# DIRECTIONS
Whenever the word "exactly" turns up in a line of the data below, copy that line.
+===+
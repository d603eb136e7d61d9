//! Tag selection for dependency references.

use crate::reference::{OCIReference, VersionRanges, parse_semver};
use crate::registry::Registry;
use crate::types::{PorterError, Result};
use tokio_util::sync::CancellationToken;
use tracing::debug;

/// The highest tag satisfying `ranges`. Tags that are not semver are ignored.
pub fn highest_matching_tag(
    tags: &[String],
    ranges: &VersionRanges,
    allow_prereleases: bool,
) -> Option<String> {
    tags.iter()
        .filter_map(|t| parse_semver(t).map(|v| (v, t)))
        .filter(|(v, _)| ranges.matches(v, allow_prereleases))
        .max_by(|(a, _), (b, _)| a.cmp(b))
        .map(|(_, t)| t.clone())
}

/// Tag used when a reference names only a repository: the highest release
/// tag, else `latest`.
pub fn default_tag(reference: &OCIReference, tags: &[String]) -> Result<String> {
    let highest = tags
        .iter()
        .filter_map(|t| parse_semver(t).map(|v| (v, t)))
        .filter(|(v, _)| v.pre.is_empty())
        .max_by(|(a, _), (b, _)| a.cmp(b))
        .map(|(_, t)| t.clone());
    if let Some(tag) = highest {
        return Ok(tag);
    }
    if tags.iter().any(|t| t == "latest") {
        return Ok("latest".to_string());
    }
    Err(PorterError::UnresolvedDependency(format!(
        "no tag was specified for {reference} and none of the tags defined in the registry \
         meet the criteria: semver formatted or 'latest'"
    )))
}

/// List the repository's tags, honoring `cancel`.
pub async fn list_tags(
    registry: &dyn Registry,
    reference: &OCIReference,
    cancel: &CancellationToken,
) -> Result<Vec<String>> {
    let tags = tokio::select! {
        biased;
        () = cancel.cancelled() => return Err(PorterError::Canceled),
        tags = registry.list_tags(reference) => tags?,
    };
    debug!(repository = %reference.repository_only(), count = tags.len(), "listed tags");
    Ok(tags)
}

/// Pin a repository-only reference to its default tag; anything more
/// specific is returned as is.
pub async fn pin_reference(
    registry: &dyn Registry,
    reference: &OCIReference,
    cancel: &CancellationToken,
) -> Result<OCIReference> {
    if !reference.is_repository_only() {
        return Ok(reference.clone());
    }
    let tags = list_tags(registry, reference, cancel).await?;
    let tag = default_tag(reference, &tags)?;
    reference.with_tag(&tag)
}
//! Decoding of a satisfying assignment back into a partition of
//! the vertices into cliques.

use crate::{
    dimacs::Model,
    encoding::VariableMap,
    graph::{Graph, VertexIndex},
};

/// Non-empty cliques in color order, members ascending.
pub type CliquePartition = Vec<Vec<VertexIndex>>;

/// Map the model back onto the graph: vertex v belongs to clique c
/// iff the variable for (v, c) is true. The exactly-one color
/// constraints of the encoding guarantee a partition, so nothing
/// is re-validated here.
pub fn decode_partition(model: &Model, graph: &Graph) -> CliquePartition {
    let variables = VariableMap::new(graph);

    let mut buckets: Vec<Vec<VertexIndex>> =
        vec![Vec::new(); graph.min_clique_num() as usize];
    for vertex in graph.vertices() {
        for (bucket, color) in variables.colors().enumerate() {
            if model.contains(&variables.literal(vertex, color)) {
                buckets[bucket].push(vertex);
            }
        }
    }

    buckets.retain(|bucket| !bucket.is_empty());
    buckets
}

#[cfg(test)]
mod test {
    use super::*;
    use crate::graph::GraphError;

    fn model(literals: &[i32]) -> Model {
        literals.iter().copied().collect()
    }

    /// Every vertex in exactly one bucket and every bucket
    /// pairwise adjacent or a singleton.
    fn assert_clique_partition(graph: &Graph, partition: &CliquePartition) {
        let mut covered = Vec::new();
        for clique in partition {
            for (position, vertex) in clique.iter().enumerate() {
                covered.push(*vertex);
                for other in clique.iter().skip(position + 1) {
                    assert!(
                        graph.lookup_edge(*vertex, *other),
                        "vertices {} and {} share a clique but no edge",
                        vertex,
                        other
                    );
                }
            }
        }
        covered.sort_unstable();
        let expected: Vec<_> = graph.vertices().collect();
        assert_eq!(expected, covered);
    }

    #[test]
    fn test_decode_triangle() -> Result<(), GraphError> {
        let mut graph = Graph::new(3, 1)?;
        graph.add_edge(1, 2)?;
        graph.add_edge(2, 3)?;
        graph.add_edge(1, 3)?;

        let partition = decode_partition(&model(&[1, 2, 3]), &graph);
        assert_eq!(vec![vec![1, 2, 3]], partition);
        assert_clique_partition(&graph, &partition);
        Ok(())
    }

    #[test]
    fn test_decode_path_two_cliques() -> Result<(), GraphError> {
        let mut graph = Graph::new(3, 2)?;
        graph.add_edge(1, 2)?;
        graph.add_edge(2, 3)?;

        // 1 and 2 share color 1, vertex 3 takes color 2.
        let partition = decode_partition(&model(&[1, 3, 6]), &graph);
        assert_eq!(vec![vec![1, 2], vec![3]], partition);
        assert_clique_partition(&graph, &partition);
        Ok(())
    }

    #[test]
    fn test_decode_keeps_color_order() -> Result<(), GraphError> {
        let mut graph = Graph::new(3, 2)?;
        graph.add_edge(1, 2)?;
        graph.add_edge(2, 3)?;

        // Vertex 3 alone on color 1, the edge 1-2 on color 2.
        let partition = decode_partition(&model(&[2, 4, 5]), &graph);
        assert_eq!(vec![vec![3], vec![1, 2]], partition);
        assert_clique_partition(&graph, &partition);
        Ok(())
    }

    #[test]
    fn test_decode_skips_empty_buckets() -> Result<(), GraphError> {
        let graph = Graph::new(4, 4)?;

        // Four singletons on colors 1..4; ids are (v-1)*4 + c.
        let partition = decode_partition(&model(&[1, 6, 11, 16]), &graph);
        assert_eq!(vec![vec![1], vec![2], vec![3], vec![4]], partition);
        assert_clique_partition(&graph, &partition);

        // Leaving color 2 unused must not leave a hole behind.
        let mut graph = Graph::new(2, 2)?;
        graph.add_edge(1, 2)?;
        let partition = decode_partition(&model(&[1, 3]), &graph);
        assert_eq!(vec![vec![1, 2]], partition);
        Ok(())
    }
}
//! Graph instances for the clique cover decision problem:
//! vertex count, the clique bound to test and an undirected
//! edge set with constant time membership lookup.

use std::collections::HashSet;

pub type VertexIndex = i32;

#[derive(Debug, PartialEq, Eq)]
pub enum GraphError {
    VertexOutOfRange(VertexIndex),
    LoopEdge(VertexIndex),
    BadCliqueBound(VertexIndex),
}

/// Undirected graph together with the clique bound k to test.
/// Vertices are labeled 1..=nodes_count. Immutable once the
/// input layer has built it.
#[derive(Debug, PartialEq, Eq, Clone)]
pub struct Graph {
    nodes_count: VertexIndex,
    min_clique_num: VertexIndex,
    edges: HashSet<(VertexIndex, VertexIndex)>,
}

impl Graph {
    pub fn new(nodes_count: VertexIndex, min_clique_num: VertexIndex) -> Result<Self, GraphError> {
        if nodes_count < 1 {
            return Err(GraphError::VertexOutOfRange(nodes_count));
        }
        if min_clique_num < 1 || min_clique_num > nodes_count {
            return Err(GraphError::BadCliqueBound(min_clique_num));
        }
        Ok(Graph {
            nodes_count,
            min_clique_num,
            edges: HashSet::new(),
        })
    }

    pub fn nodes_count(&self) -> VertexIndex {
        self.nodes_count
    }

    pub fn min_clique_num(&self) -> VertexIndex {
        self.min_clique_num
    }

    pub fn number_edges(&self) -> usize {
        self.edges.len()
    }

    pub fn vertices(&self) -> impl Iterator<Item = VertexIndex> {
        1..=self.nodes_count
    }

    /// Add an undirected edge. Both orientations map to the same
    /// canonical pair, so duplicate declarations collapse silently.
    pub fn add_edge(&mut self, start: VertexIndex, end: VertexIndex) -> Result<(), GraphError> {
        self.check_vertex(start)?;
        self.check_vertex(end)?;
        if start == end {
            return Err(GraphError::LoopEdge(start));
        }
        self.edges.insert(canonical_pair(start, end));
        Ok(())
    }

    pub fn lookup_edge(&self, start: VertexIndex, end: VertexIndex) -> bool {
        self.edges.contains(&canonical_pair(start, end))
    }

    /// All unordered vertex pairs that are not edges of the graph,
    /// each exactly once with the smaller endpoint first. A clique
    /// cover of the graph is a proper coloring of this complement.
    pub fn complement_edges(&self) -> Vec<(VertexIndex, VertexIndex)> {
        let mut complement = Vec::new();
        for start in 1..=self.nodes_count {
            for end in (start + 1)..=self.nodes_count {
                if !self.lookup_edge(start, end) {
                    complement.push((start, end));
                }
            }
        }
        complement
    }

    fn check_vertex(&self, vertex: VertexIndex) -> Result<(), GraphError> {
        if vertex < 1 || vertex > self.nodes_count {
            Err(GraphError::VertexOutOfRange(vertex))
        } else {
            Ok(())
        }
    }
}

fn canonical_pair(start: VertexIndex, end: VertexIndex) -> (VertexIndex, VertexIndex) {
    if start < end {
        (start, end)
    } else {
        (end, start)
    }
}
+===+
# WRITTEN ANSWER
/// iff the variable for (v, c) is true. The exactly-one color
    /// Every vertex in exactly one bucket and every bucket
    /// each exactly once with the smaller endpoint first. A clique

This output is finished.